Görüntülediğiniz mahkeme kararı kesinleşmiş bir karardır.
T.C.
İSTANBUL
BÖLGE ADLİYE MAHKEMESİ
45. HUKUK DAİRESİ
DOSYA NO: 2020/38
KARAR NO: 2020/48
T Ü R K M İ L L E T İ A D I N A
İ S T İ N A F K A R A R I
İNCELENEN KARARIN
MAHKEMESİ: İSTANBUL 7. ASLİYE TİCARET MAHKEMESİ
TARİHİ: 04/07/2017
NUMARASI: 2015/614 Esas, 2017/526 Karar
DAVANIN KONUSU: İtirazın İptali (Hizmet Sözleşmesinden Kaynaklanan)
DAVA TARİHİ:12/06/2015
KARAR TARİHİ: 07/10/2020
GEREĞİ DÜŞÜNÜLDÜ:
DAVA Davacı vekili dava dilekçesinde özetle; davacı şirketin, davalı şirkete karşı İstanbul … İcra Müdürlüğü’nün … Esas sayılı dosyası ile ticari ilişkiden kaynaklanan cari hesap bakiyesine dayalı ilamsız icra takibi başlattığını, davalı şirketin borca ve tüm ferilerine itiraz ettiğini,davacı şirketin davalı şirkete verdiği vize, umre vb. turizm hizmetleri karşığılında faturalar kestiğini, cari hesap tuttuğunu, buna karşılık davalının çeşitli ödemeler yaptığını, ancak gelinen noktada davalı şirketin bakiye borcunu ödemediği için davacı şirketin icra takibi başlattığını iddia ederek; yapılan itirazın iptaline ve takibin devamına, davalı aleyhine % 20’den aşağı olmamak üzere icra inkar tazminatına hükmedilmesine, karar verilmesini talep etmiştir.

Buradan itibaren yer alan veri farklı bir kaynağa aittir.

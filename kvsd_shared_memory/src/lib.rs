//! # kvsd Shared Memory
//!
//! Cross-process storage machinery of the kvsd server: a growable
//! shared-memory heap with a free-list allocator, an offset-addressed
//! hash map that works across address spaces, a process-shared
//! reader/writer gate and the SysV notification queue.
//!
//! ## Architecture Overview
//!
//! ```text
//! ┌──────────────┐   offsets   ┌────────────────────────────┐
//! │  OffsetMap   ├────────────►│  SharedHeap (data segment) │
//! └──────────────┘             │  [HeapHeader|blocks…|stop] │
//!        ▲                     └──────────┬─────────────────┘
//!        │ gate-guarded                   │ generation
//! ┌──────┴───────┐             ┌──────────▼─────────────────┐
//! │ StorageGate  │             │  UpdateSegment             │
//! └──────────────┘             └────────────────────────────┘
//! ```
//!
//! Every pointer stored inside the segment is an [`alloc::Offset`]
//! relative to the segment base, which makes live segment growth (a new
//! generation published through the update segment) transparent to all
//! attached processes.
//!
//! ## Process model
//!
//! The server parent creates the heap, gate and queue once; forked
//! children inherit the mappings, the semaphore set and the queue id.
//! Only the process holding the gate mutates allocator state.

#![deny(missing_docs)]
#![warn(clippy::all)]

pub mod alloc;
pub mod error;
pub mod gate;
pub mod heap;
pub mod map;
pub mod platform;
pub mod queue;
pub mod segment;

pub use alloc::{Allocator, Offset, PrivateAllocator};
pub use error::{ShmError, ShmResult};
pub use gate::StorageGate;
pub use heap::SharedHeap;
pub use map::{MapCursor, OffsetMap, hash32};
pub use queue::{MAX_MESSAGE_LEN, NotifyQueue};
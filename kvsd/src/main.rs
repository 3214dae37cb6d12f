//! kvsd server binary: CLI parsing, wiring and the main accept loop.

use clap::Parser;
use kvsd::{Server, ServerResult, http, net, process, storage};
use kvsd_common::ServerConfig;
use kvsd_common::consts::{
    DEFAULT_COMMAND_PORT, DEFAULT_HTTP_PORT, DEFAULT_SNAPSHOT_INTERVAL_SECS,
    DEFAULT_STORAGE_BYTES, DEFAULT_STORAGE_ENTRIES, DEFAULT_STORAGE_FILE, DEFAULT_WEB_ROOT,
};
use nix::unistd::{ForkResult, fork};
use std::path::PathBuf;
use tracing::{error, info};
use tracing_subscriber::EnvFilter;

/// Shared-memory key-value server.
#[derive(Parser, Debug)]
#[command(name = "kvsd", version, about)]
struct Cli {
    /// TCP port of the line command protocol.
    #[arg(long, default_value_t = DEFAULT_COMMAND_PORT)]
    port: u16,

    /// TCP port of the HTTP adapter.
    #[arg(long, default_value_t = DEFAULT_HTTP_PORT)]
    http_port: u16,

    /// Disable the HTTP adapter.
    #[arg(long)]
    no_http: bool,

    /// Disable the pub/sub newsletter (SUB command).
    #[arg(long)]
    no_newsletter: bool,

    /// Disable the OP external program executor.
    #[arg(long)]
    no_exec: bool,

    /// Snapshot interval in seconds (0 disables periodic snapshots).
    #[arg(long, default_value_t = DEFAULT_SNAPSHOT_INTERVAL_SECS)]
    snapshot_interval: u64,

    /// Number of records the storage map is sized for at startup.
    #[arg(long, default_value_t = DEFAULT_STORAGE_ENTRIES)]
    storage_entries: usize,

    /// Initial shared-heap capacity in bytes.
    #[arg(long, default_value_t = DEFAULT_STORAGE_BYTES)]
    storage_bytes: usize,

    /// Directory served by the HTTP adapter outside /storage/.
    #[arg(long, default_value = DEFAULT_WEB_ROOT)]
    web_root: PathBuf,

    /// CSV snapshot file.
    #[arg(long, default_value = DEFAULT_STORAGE_FILE)]
    storage_file: PathBuf,

    /// Log level filter (overridden by RUST_LOG).
    #[arg(long, default_value = "info")]
    log_level: String,
}

impl Cli {
    fn into_config(self) -> ServerConfig {
        ServerConfig {
            command_port: self.port,
            http_port: self.http_port,
            enable_http: !self.no_http,
            enable_newsletter: !self.no_newsletter,
            enable_exec: !self.no_exec,
            snapshot_interval_secs: self.snapshot_interval,
            initial_storage_entries: self.storage_entries,
            initial_storage_bytes: self.storage_bytes,
            web_root: self.web_root,
            storage_file: self.storage_file,
        }
    }
}

fn main() {
    let cli = Cli::parse();

    tracing_subscriber::fmt()
        .with_env_filter(
            EnvFilter::try_from_default_env().unwrap_or_else(|_| EnvFilter::new(&cli.log_level)),
        )
        .with_target(false)
        .init();

    if let Err(e) = run(cli.into_config()) {
        error!("fatal: {e}");
        std::process::exit(1);
    }
}

fn run(config: ServerConfig) -> ServerResult<()> {
    // The reattach broadcast targets our own process group.
    process::become_group_leader();
    process::install_shutdown_handlers();
    process::ignore_children();

    let table = Server::build_command_table(&config)?;
    let mut server = Server::initialize(config)?;

    storage::spawn_snapshot_worker(&mut server)?;

    if server.config.enable_http {
        match unsafe { fork() }? {
            ForkResult::Child => {
                process::reset_child_signals();
                process::set_title("kvsd(http)");
                process::die_with_parent();
                if let Err(e) = http::run_http_server(&mut server, &table) {
                    error!("http server failed: {e}");
                }
                std::process::exit(0);
            }
            ForkResult::Parent { child } => {
                info!(pid = child.as_raw(), "http server started");
            }
        }
    }

    let result = net::run_command_server(&mut server, &table);

    info!("shutting down");
    server.teardown();
    result
}
use async_trait::async_trait;
use aws_config::BehaviorVersion;
use aws_sdk_dynamodb::error::SdkError;
use aws_sdk_dynamodb::operation::delete_item::DeleteItemError;
use aws_sdk_dynamodb::operation::put_item::PutItemError;
use aws_sdk_dynamodb::types::{AttributeValue, ReturnValuesOnConditionCheckFailure};
use aws_sdk_dynamodb::Client;
use serde_dynamo::{from_item, from_items, to_item};
use std::collections::HashMap;
use std::env;

use crate::error::{
    map_get_dynamo_error, map_put_dynamo_error, map_query_dynamo_error, map_scan_dynamo_error,
    Result, ServiceError,
};
use crate::models::PartyReplier;

// Replier Store Constants
pub const TABLE_NAME: &str = "party-replier-table";
pub const GSI_OWNER: &str = "owner-index";

/// DynamoDB store for party replier records
pub struct DynamoReplierStore {
    client: Client,
    table_name: String,
}

impl DynamoReplierStore {
    /// Creates a new DynamoDB store
    pub async fn new() -> Self {
        let config = aws_config::defaults(BehaviorVersion::latest()).load().await;

        let client = Client::new(&config);

        // Use environment variable for table name if available
        let table_name =
            env::var("DYNAMODB_REPLIER_TABLE").unwrap_or_else(|_| TABLE_NAME.to_string());

        tracing::info!("Using DynamoDB replier table '{}'", table_name);
        Self { client, table_name }
    }

    /// Creates a new DynamoDB store with the specified client and table name.
    /// This is mainly useful for testing with a local DynamoDB instance.
    pub fn with_client_and_table(client: Client, table_name: String) -> Self {
        Self { client, table_name }
    }

    fn key(id: &str) -> HashMap<String, AttributeValue> {
        HashMap::from([("id".to_string(), AttributeValue::S(id.to_string()))])
    }
}

#[async_trait]
impl super::ReplierStore for DynamoReplierStore {
    async fn create_replier(&self, replier: PartyReplier) -> Result<PartyReplier> {
        check_indexable(&replier)?;
        let item = to_item(&replier)?;

        self.client
            .put_item()
            .table_name(&self.table_name)
            .set_item(Some(item))
            .condition_expression("attribute_not_exists(id)")
            .send()
            .await
            .map_err(|e| map_put_dynamo_error(e, replier.id()))?;

        tracing::debug!("Created replier {}", replier.id());
        Ok(replier)
    }

    async fn get_replier(&self, id: &str) -> Result<PartyReplier> {
        let response = self
            .client
            .get_item()
            .table_name(&self.table_name)
            .set_key(Some(Self::key(id)))
            .consistent_read(true)
            .send()
            .await
            .map_err(|e| map_get_dynamo_error(e, id))?;

        let item = response
            .item()
            .ok_or_else(|| ServiceError::NotFound(format!("Replier not found: {}", id)))?;

        Ok(from_item(item.clone())?)
    }

    async fn get_repliers_by_owner(&self, owner_id: &str) -> Result<Vec<PartyReplier>> {
        // "owner" is a DynamoDB reserved word
        let expr_attr_names = HashMap::from([("#owner".to_string(), "owner".to_string())]);
        let expr_attr_values = HashMap::from([(
            ":owner".to_string(),
            AttributeValue::S(owner_id.to_string()),
        )]);

        let mut repliers = Vec::new();
        let mut start_key = None;
        loop {
            let response = self
                .client
                .query()
                .table_name(&self.table_name)
                .index_name(GSI_OWNER)
                .key_condition_expression("#owner = :owner")
                .set_expression_attribute_names(Some(expr_attr_names.clone()))
                .set_expression_attribute_values(Some(expr_attr_values.clone()))
                .set_exclusive_start_key(start_key)
                .send()
                .await
                .map_err(map_query_dynamo_error)?;

            let page: Vec<PartyReplier> = from_items(response.items().to_vec())?;
            repliers.extend(page);

            match response.last_evaluated_key() {
                Some(key) => start_key = Some(key.clone()),
                None => break,
            }
        }

        Ok(repliers)
    }

    /// Gets all records where the user has replied
    ///
    /// Reply lists are stored as arrays inside the record, so this scans the
    /// table and filters in memory.
    async fn get_repliers_by_participant(&self, user_id: &str) -> Result<Vec<PartyReplier>> {
        let mut repliers = Vec::new();
        let mut start_key = None;
        loop {
            let response = self
                .client
                .scan()
                .table_name(&self.table_name)
                .consistent_read(true)
                .set_exclusive_start_key(start_key)
                .send()
                .await
                .map_err(map_scan_dynamo_error)?;

            for item in response.items() {
                let replier: PartyReplier = from_item(item.clone())?;
                if replier.has_participant(user_id) {
                    repliers.push(replier);
                }
            }

            match response.last_evaluated_key() {
                Some(key) => start_key = Some(key.clone()),
                None => break,
            }
        }

        Ok(repliers)
    }

    async fn update_replier(&self, mut replier: PartyReplier, read_at: &str) -> Result<PartyReplier> {
        check_indexable(&replier)?;
        replier.base.touch();
        let item = to_item(&replier)?;

        let expr_attr_names =
            HashMap::from([("#updatedAt".to_string(), "updatedAt".to_string())]);
        let expr_attr_values = HashMap::from([(
            ":read_at".to_string(),
            AttributeValue::S(read_at.to_string()),
        )]);

        self.client
            .put_item()
            .table_name(&self.table_name)
            .set_item(Some(item))
            .condition_expression("attribute_exists(id) AND #updatedAt = :read_at")
            .set_expression_attribute_names(Some(expr_attr_names))
            .set_expression_attribute_values(Some(expr_attr_values))
            .return_values_on_condition_check_failure(ReturnValuesOnConditionCheckFailure::AllOld)
            .send()
            .await
            .map_err(|e| map_update_dynamo_error(e, replier.id()))?;

        Ok(replier)
    }

    async fn delete_replier(&self, id: &str) -> Result<()> {
        self.client
            .delete_item()
            .table_name(&self.table_name)
            .set_key(Some(Self::key(id)))
            .condition_expression("attribute_exists(id)")
            .send()
            .await
            .map_err(|e| map_delete_dynamo_error(e, id))?;

        Ok(())
    }
}

// The failed condition returns the stored item when the record exists but changed
fn map_update_dynamo_error(err: SdkError<PutItemError>, id: &str) -> ServiceError {
    match &err {
        SdkError::ServiceError(service_err) => match service_err.err() {
            PutItemError::ConditionalCheckFailedException(failed) if failed.item().is_some() => {
                ServiceError::Conflict(format!("Replier {} was modified concurrently", id))
            }
            PutItemError::ConditionalCheckFailedException(_) => {
                ServiceError::NotFound(format!("Replier not found: {}", id))
            }
            _ => ServiceError::InternalError(format!("DynamoDB put_item error: {}", err)),
        },
        _ => ServiceError::InternalError(format!("DynamoDB put_item error: {}", err)),
    }
}

/// DynamoDB rejects empty strings in index key attributes, and `owner` keys
/// the owner index.
pub(crate) fn check_indexable(replier: &PartyReplier) -> Result<()> {
    if replier.owner.as_deref() == Some("") {
        return Err(ServiceError::ValidationError(
            "Replier owner must not be an empty string".into(),
        ));
    }
    Ok(())
}

fn map_delete_dynamo_error(err: SdkError<DeleteItemError>, id: &str) -> ServiceError {
    match &err {
        SdkError::ServiceError(service_err)
            if service_err.err().is_conditional_check_failed_exception() =>
        {
            ServiceError::NotFound(format!("Replier not found: {}", id))
        }
        _ => ServiceError::InternalError(format!("DynamoDB delete_item error: {}", err)),
    }
}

CEVAP Davalı vekili cevap dilekçesinde özetle; Taraflar arasında uzun zamandan beri devam ede gelen ticari ilişkide davacı firmanın müvekkili firmanın müşterilinin umre, bu seyahatlerin vize işlemleri vb. hizmetlerini yerine getirdiğini, ancak uzun zamandan beridir devam eden bu ticari ilişkide davanın ileri aşamalarında yapılacak bilirkişi incelemesinde de görüleceği üzere; davacı tarafın verdiği hizmetin faturalarını birebir her hizmeti belirterek detaylı düzenlemediğini, toplu olarak örneğin vize hizmeti adı altında birim fiyat belirtmeden düzenlediğini, bu sebeple de uzun zamandır taraflar arasında hesap mutakabatı sağlanamadığını ve davacı tarafından icra takibi başlatıldığını, davacı tarafın davalı firmaya 06/08/2014 tarihli bir yazı göndererek 30.515,95 TL tutarında alacağı olduğunu iddia ettiğini, o güne kadar taraflar arasında bir türlü hesaplar konusunda mutabakat sağlanamadığını, hatta davacının bazı faturalarının kabul edilmediğini, bahsi geçen yazı üzerine davacı firmadan verilen hizmetlerin detaylarının istendiğini, davacı tarafın 30/07/2014 tarihi itibariyle cari detayı gösterir liste gönderdiğini, davalı tarafından yapılan inceleme sonucu bahsi geçen listede yazılı bazı hizmetlerin davalı firmadan alınmadığı ve özellikle vize işlemlerinde fiyatlandırmaların anlaşmaya uygun olarak belirlenemediği, fahiş fiyatlandırma yapıldığının görüldüğünü, bunun üzerine davacıya 13/08/2014 tarihli yazı ve ekleri gönderilmek suretiyle o gün itibariyle taraflar arasındaki hesabın anlaşmalarına uygun rayiç fiyatlar üzerinden ne olacağı ve almadığı halde cari hesaba dahil edilen hizmetlerin neler olduğunun belirtildiğini, ancak davacının yazılı olarak bildirilen bu itirazlara herhangi bir cevap vermediğini, aradan 6 ay geçtikten sonra icra takibi başlattığını, davacının çalışmakta olduğu birçok firma ile bu şekilde anlaşmazlık halinde olduğunu, davalı şirkete verdiği hizmetlerin güncel rayiç fiyatları araştırıldığında davalı ile anlaşılan fiyatlardan fazla fiyatla fatura düzenlendiğinin görüleceğini öne sürerek; davanın reddi ile davacının % 20’den aşağı olmamak üzere icra inkar tazminatına hükmedilmesine karar verilmesini talep etmiştir.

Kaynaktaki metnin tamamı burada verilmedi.